Exercise aim: Please look for the string "FeatureFlags" below and report every line in which it occurs.

□ □ □ □ □ □ □

#![allow(dead_code)]
use chrono::{DateTime, TimeZone, Utc};
use log::*;
use race_payment_engine::{
    db_types::{Competition, NewCompetition, NewParticipationGroup, NewRegistration, ParticipationGroup, Registration, Won},
    RegistrationDatabase,
    SqliteDatabase,
};
use sqlx::{migrate::MigrateDatabase, Sqlite};

pub fn random_db_path() -> String {
    let path = std::env::temp_dir().join(format!("rpg_engine_test_{}.db", rand::random::<u64>()));
    format!("sqlite://{}", path.display())
}

/// A fresh, migrated database in the temp folder.
pub async fn prepare_test_db() -> SqliteDatabase {
    dotenvy::from_filename(".env.test").ok();
    let _ = env_logger::try_init();
    let url = random_db_path();
    let db = SqliteDatabase::new_with_url(&url, 5).await.expect("Error creating database");
    db.run_migrations().await.expect("Error running migrations");
    debug!("🚀️ Test database ready at {url}");
    db
}

pub async fn tear_down(mut db: SqliteDatabase) {
    let url = db.url().to_string();
    if let Err(e) = db.close().await {
        error!("🚀️ Failed to close database: {e}");
    }
    if let Err(e) = Sqlite::drop_database(&url).await {
        warn!("🚀️ Could not remove {url}: {e}");
    }
}

pub fn race_day() -> DateTime<Utc> {
    // 2025-04-06 08:00 KST
    Utc.with_ymd_and_hms(2025, 4, 5, 23, 0, 0).unwrap()
}

pub struct Race {
    pub competition: Competition,
    pub ten_k: ParticipationGroup,
}

/// A competition with a single uncapped 10km group costing 30,000 won.
pub async fn seed_race(db: &SqliteDatabase) -> Race {
    let competition = db
        .insert_competition(NewCompetition::new("서울 봄 마라톤", race_day(), "여의도 공원"))
        .await
        .expect("Error inserting competition");
    let ten_k = db
        .insert_participation_group(
            NewParticipationGroup::new(competition.id, "10K", Won::from(30_000)).with_distance("10km"),
        )
        .await
        .expect("Error inserting group");
    Race { competition, ten_k }
}

pub async fn register(db: &SqliteDatabase, race: &Race, id: &str, name: &str) -> Registration {
    let registration = NewRegistration::new(race.competition.id, name, "010-1234-5678")
        .with_id(id)
        .with_group(race.ten_k.id);
    db.insert_registration(registration).await.expect("Error inserting registration")
}
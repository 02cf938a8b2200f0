use std::fmt::Debug;

use futures_util::future::join_all;
use log::*;

use crate::{
    db_types::{PaymentStatus, RegistrationId},
    events::EventProducers,
    rpe_api::{
        payment_flow_api::PaymentFlowApi,
        reconciliation_objects::{BankAccount, ConfirmOutcome, ConfirmResult, OrderRecord},
    },
    traits::{RegistrationDatabase, RegistrationError},
};

/// The bank-matching agent's view onto registrations.
///
/// The agent polls [`Self::list_pending_orders`] for the transfers it should look out for, and calls
/// [`Self::confirm_orders`] once it has matched transfers to orders. Confirmation goes through [`PaymentFlowApi`], so
/// the usual post-commit events fire.
pub struct ReconciliationApi<B> {
    flow: PaymentFlowApi<B>,
    account: BankAccount,
}

impl<B> Debug for ReconciliationApi<B> {
    fn fmt(&self, f: &mut std::fmt::Formatter<'_>) -> std::fmt::Result {
        write!(f, "ReconciliationApi ({:?})", self.account)
    }
}

impl<B> ReconciliationApi<B> {
    pub fn new(db: B, producers: EventProducers, account: BankAccount) -> Self {
        Self { flow: PaymentFlowApi::new(db, producers), account }
    }

    pub fn flow(&self) -> &PaymentFlowApi<B> {
        &self.flow
    }

    pub fn bank_account(&self) -> &BankAccount {
        &self.account
    }
}

impl<B> ReconciliationApi<B>
where B: RegistrationDatabase
{
    /// Every order still waiting for its transfer, newest first.
    pub async fn list_pending_orders(&self) -> Result<Vec<OrderRecord>, RegistrationError> {
        let views = self.flow.db().fetch_pending_views().await?;
        let orders = views.iter().map(|v| OrderRecord::from_view(v, &self.account)).collect::<Vec<_>>();
        debug!("🏦️ {} pending orders listed", orders.len());
        Ok(orders)
    }

    /// Looks up a single order, whatever its payment status. Fails with [`RegistrationError::OrderNotFound`] if there
    /// is no such registration.
    pub async fn order_detail(&self, id: &RegistrationId) -> Result<OrderRecord, RegistrationError> {
        let view = self
            .flow
            .db()
            .fetch_reconciliation_view(id)
            .await?
            .ok_or_else(|| RegistrationError::OrderNotFound(id.clone()))?;
        Ok(OrderRecord::from_view(&view, &self.account))
    }

    /// Confirms each order independently. One order failing never stops the others.
    ///
    /// The results are in the same order as `ids`. Store failures are reported against the order they hit, so the
    /// caller always learns which orders were confirmed.
    pub async fn confirm_orders(&self, ids: &[RegistrationId]) -> Vec<ConfirmResult> {
        debug!("🏦️ Confirming a batch of {} orders", ids.len());
        let results = join_all(ids.iter().map(|id| self.confirm_order(id))).await;
        let failures = results.iter().filter(|r| !r.outcome.is_success()).count();
        info!("🏦️ Batch complete. {} confirmed, {failures} failed", results.len() - failures);
        results
    }

    async fn confirm_order(&self, id: &RegistrationId) -> ConfirmResult {
        let outcome = match self.flow.db().fetch_registration(id).await {
            Err(e) => {
                warn!("🏦️ Could not look up order {id}. {e}");
                ConfirmOutcome::UpdateFailed(e.to_string())
            },
            Ok(None) => ConfirmOutcome::NotFound,
            Ok(Some(r)) if r.payment_status != PaymentStatus::Pending => ConfirmOutcome::NotPending(r.payment_status),
            Ok(Some(_)) => match self.flow.confirm(id).await {
                Ok(_) => ConfirmOutcome::Confirmed,
                Err(RegistrationError::InvalidStateTransition { current, .. }) => ConfirmOutcome::NotPending(current),
                Err(RegistrationError::OrderNotFound(_)) => ConfirmOutcome::NotFound,
                Err(e) => {
                    warn!("🏦️ Could not confirm order {id}. {e}");
                    ConfirmOutcome::UpdateFailed(e.to_string())
                },
            },
        };
        trace!("🏦️ Order {id}: {}", outcome.description());
        ConfirmResult { order_id: id.to_string(), outcome }
    }
}
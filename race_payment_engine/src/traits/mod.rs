//! # Storage and collaborator interfaces
//!
//! This module defines the contracts the engine needs from the outside world. The engine never talks to a database,
//! a settings table or a messaging provider directly; it is handed something that implements these traits.
//!
//! * [`RegistrationManagement`] provides read access to competitions, participation groups and registrations,
//!   including the joined [`ReconciliationView`](crate::db_types::ReconciliationView) read model.
//! * [`RegistrationDatabase`] adds the mutations: creating registrations (and moving the capacity counters with them)
//!   and the conditional payment status updates that the payment state machine is built on.
//! * [`FeatureFlags`] answers whether a notification type is switched on.
//! * [`NotificationSender`] delivers a message to a registrant.
mod feature_flags;
mod notification_sender;
mod registration_database;
mod registration_management;

pub use feature_flags::{FeatureFlagError, FeatureFlags, StaticFeatureFlags};
pub use notification_sender::{NotificationError, NotificationSender, PaymentConfirmedMessage};
pub use registration_database::{RegistrationDatabase, RegistrationError};
pub use registration_management::RegistrationManagement;
//! Boilerplate for arithmetic operators on single-field newtypes.
//!
//! ```rust,ignore
//! op!(binary Won, Add, add);
//! op!(inplace Won, AddAssign, add_assign);
//! op!(unary Won, Neg, neg);
//! ```
#[macro_export]
macro_rules! op {
    (binary $type:ty, $trait:ident, $fn:ident) => {
        impl std::ops::$trait for $type {
            type Output = Self;

            fn $fn(self, rhs: Self) -> Self::Output {
                Self(std::ops::$trait::$fn(self.0, rhs.0))
            }
        }
    };
    (inplace $type:ty, $trait:ident, $fn:ident) => {
        impl std::ops::$trait for $type {
            fn $fn(&mut self, rhs: Self) {
                std::ops::$trait::$fn(&mut self.0, rhs.0)
            }
        }
    };
    (unary $type:ty, $trait:ident, $fn:ident) => {
        impl std::ops::$trait for $type {
            type Output = Self;

            fn $fn(self) -> Self::Output {
                Self(std::ops::$trait::$fn(self.0))
            }
        }
    };
}
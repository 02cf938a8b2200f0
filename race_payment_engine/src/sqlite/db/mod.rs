//! # SQLite Database methods
//!
//! This module contains "low-level" SQLite database interactions.
//!
//! All these interaction are maintained by simple functions (rather than stateful structs) that accept a
//! `&mut SqliteConnection` argument. Callers can obtain a connection from a pool,
//! or create an atomic transaction as the need arises and call through to the functions without any other changes.
use std::{env, str::FromStr, time::Duration};

use log::info;
use sqlx::{
    sqlite::{SqliteConnectOptions, SqliteJournalMode, SqlitePoolOptions},
    Error as SqlxError,
    SqlitePool,
};

pub mod competitions;
pub mod feature_flags;
pub mod registrations;

const SQLITE_DB_URL: &str = "sqlite://data/race_registrations.db";
const BUSY_TIMEOUT: Duration = Duration::from_secs(10);

pub fn db_url() -> String {
    let result = env::var("RPG_DATABASE_URL").unwrap_or_else(|_| {
        info!("RPG_DATABASE_URL is not set. Using the default.");
        SQLITE_DB_URL.to_string()
    });
    info!("Using database URL: {result}");
    result
}

/// Opens a connection pool. Writers wait up to [`BUSY_TIMEOUT`] for the database lock rather than failing straight
/// away, so concurrent webhook calls queue up behind each other.
pub async fn new_pool(url: &str, max_connections: u32) -> Result<SqlitePool, SqlxError> {
    let options = SqliteConnectOptions::from_str(url)?
        .create_if_missing(true)
        .foreign_keys(true)
        .journal_mode(SqliteJournalMode::Wal)
        .busy_timeout(BUSY_TIMEOUT);
    let pool = SqlitePoolOptions::new().max_connections(max_connections).connect_with(options).await?;
    Ok(pool)
}
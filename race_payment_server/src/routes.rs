//! Request handler definitions
//!
//! Define each route and it handler here.
//! Handlers that are more than a line or two MUST go into a separate module. Keep this module neat and tidy 🙏
//!
//! A note about performance:
//! Since each worker thread processes its requests sequentially, handlers which block the current thread will cause the
//! current worker to stop processing new requests. Database work is always awaited, never blocked on.
//!
//! The `/bank` handlers answer every protocol outcome, failures included, with HTTP 200 and a `return_code` in the
//! body. Only the access guard in front of them uses a non-200 status.
use actix_web::{get, web, HttpResponse, Responder};
use log::*;
use race_payment_engine::{traits::RegistrationDatabase, ReconciliationApi, RegistrationError};

use crate::data_objects::{
    parse_request,
    ConfirmRequest,
    ConfirmResponse,
    OrderDetailRequest,
    OrderDetailResponse,
    OrderListResponse,
    ReturnStatus,
};

// Web-actix cannot handle generics in handlers, so it's implemented manually using the `route!` macro
#[macro_export]
macro_rules! route {
    ($name:ident => $method:ident $path:literal impl $($bounds:ty),+) => {
        paste::paste! { pub struct [<$name:camel Route>]< $( [< T $bounds:camel> ],)+ >( $( core::marker::PhantomData<fn() -> [< T $bounds:camel> ] >,)+ );}
        paste::paste! { impl< $( [< T $bounds:camel> ],)+ > [<$name:camel Route>]< $( [< T $bounds:camel> ],)+ > {
            #[allow(clippy::new_without_default)]
            pub fn new() -> Self {
                Self($( core::marker::PhantomData::<fn() -> [< T $bounds:camel> ] >,)+)
            }
        }}
        paste::paste! { impl<$( [< T $bounds:camel >] , )+> actix_web::dev::HttpServiceFactory for [<$name:camel Route>]<$([<T $bounds:camel>],)+>
        where
            $([<T $bounds:camel>]: $bounds + 'static,)+
        {
            fn register(self, config: &mut actix_web::dev::AppService) {
                let res = actix_web::Resource::new($path)
                    .name(stringify!($name))
                    .guard(actix_web::guard::$method())
                    .to($name::< $( [< T $bounds:camel >], )+>);
                actix_web::dev::HttpServiceFactory::register(res, config);
            }
        }}
    };
}

#[get("/health")]
pub async fn health() -> impl Responder {
    "👍️\n"
}

//----------------------------------------------   Bank matching  ----------------------------------------------------
route!(bank_orders => Get "/orders" impl RegistrationDatabase);
/// Route handler for the pending order list
///
/// The bank-matching agent polls this to learn which transfers it should look out for. Every registration awaiting
/// payment is listed, newest first.
///
/// If the store cannot be read, the agent gets the `401` envelope with an empty list. It treats this as "try again
/// later".
pub async fn bank_orders<B: RegistrationDatabase>(api: web::Data<ReconciliationApi<B>>) -> HttpResponse {
    trace!("💻️ Received pending order list request");
    match api.list_pending_orders().await {
        Ok(orders) => {
            debug!("💻️ Returning {} pending orders", orders.len());
            HttpResponse::Ok().json(OrderListResponse::new(orders))
        },
        Err(e) => {
            error!("💻️ Could not list pending orders. {e}");
            HttpResponse::Ok().json(OrderListResponse::failed(ReturnStatus::unauthorized()))
        },
    }
}

route!(bank_order => Post "/order" impl RegistrationDatabase);
/// Route handler for a single order, e.g. `{"order_id": "R1"}`. The order is returned whatever its payment status.
pub async fn bank_order<B: RegistrationDatabase>(
    body: web::Bytes,
    api: web::Data<ReconciliationApi<B>>,
) -> HttpResponse {
    trace!("💻️ Received order detail request");
    let id = match parse_request::<OrderDetailRequest>(&body).and_then(|r| r.registration_id()) {
        Ok(id) => id,
        Err(e) => {
            debug!("💻️ Malformed order detail request. {e}");
            return HttpResponse::Ok().json(ReturnStatus::malformed());
        },
    };
    match api.order_detail(&id).await {
        Ok(order) => HttpResponse::Ok().json(OrderDetailResponse { order }),
        Err(RegistrationError::OrderNotFound(_)) => {
            debug!("💻️ Order detail requested for unknown order {id}");
            HttpResponse::Ok().json(ReturnStatus::order_not_found())
        },
        Err(e) => {
            error!("💻️ Could not fetch order {id}. {e}");
            HttpResponse::Ok().json(ReturnStatus::server_error())
        },
    }
}

route!(bank_confirm => Post "/confirm" impl RegistrationDatabase);
/// Route handler for payment confirmations
///
/// The body lists the orders the agent has matched to transfers: `{"requests": [{"order_id": "R1"}, ...]}`. Each
/// order is confirmed on its own, so the response can mix successes and failures. The batch is only reported as
/// `정상` if every order was confirmed.
pub async fn bank_confirm<B: RegistrationDatabase>(
    body: web::Bytes,
    api: web::Data<ReconciliationApi<B>>,
) -> HttpResponse {
    trace!("💻️ Received payment confirmation request");
    let ids = match parse_request::<ConfirmRequest>(&body).and_then(|r| r.registration_ids()) {
        Ok(ids) => ids,
        Err(e) => {
            debug!("💻️ Malformed payment confirmation request. {e}");
            return HttpResponse::Ok().json(ConfirmResponse::failed(ReturnStatus::malformed()));
        },
    };
    let results = api.confirm_orders(&ids).await;
    HttpResponse::Ok().json(ConfirmResponse::from_results(&results))
}

route!(bank_confirm_put => Put "/confirm" impl RegistrationDatabase);
/// Some agent versions send confirmations with `PUT`. Identical to [`bank_confirm`].
pub async fn bank_confirm_put<B: RegistrationDatabase>(
    body: web::Bytes,
    api: web::Data<ReconciliationApi<B>>,
) -> HttpResponse {
    bank_confirm(body, api).await
}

□ □ □ □ □ □ □

Answer space:
//! * [`FeatureFlags`] answers whether a notification type is switched on.
pub use feature_flags::{FeatureFlagError, FeatureFlags, StaticFeatureFlags};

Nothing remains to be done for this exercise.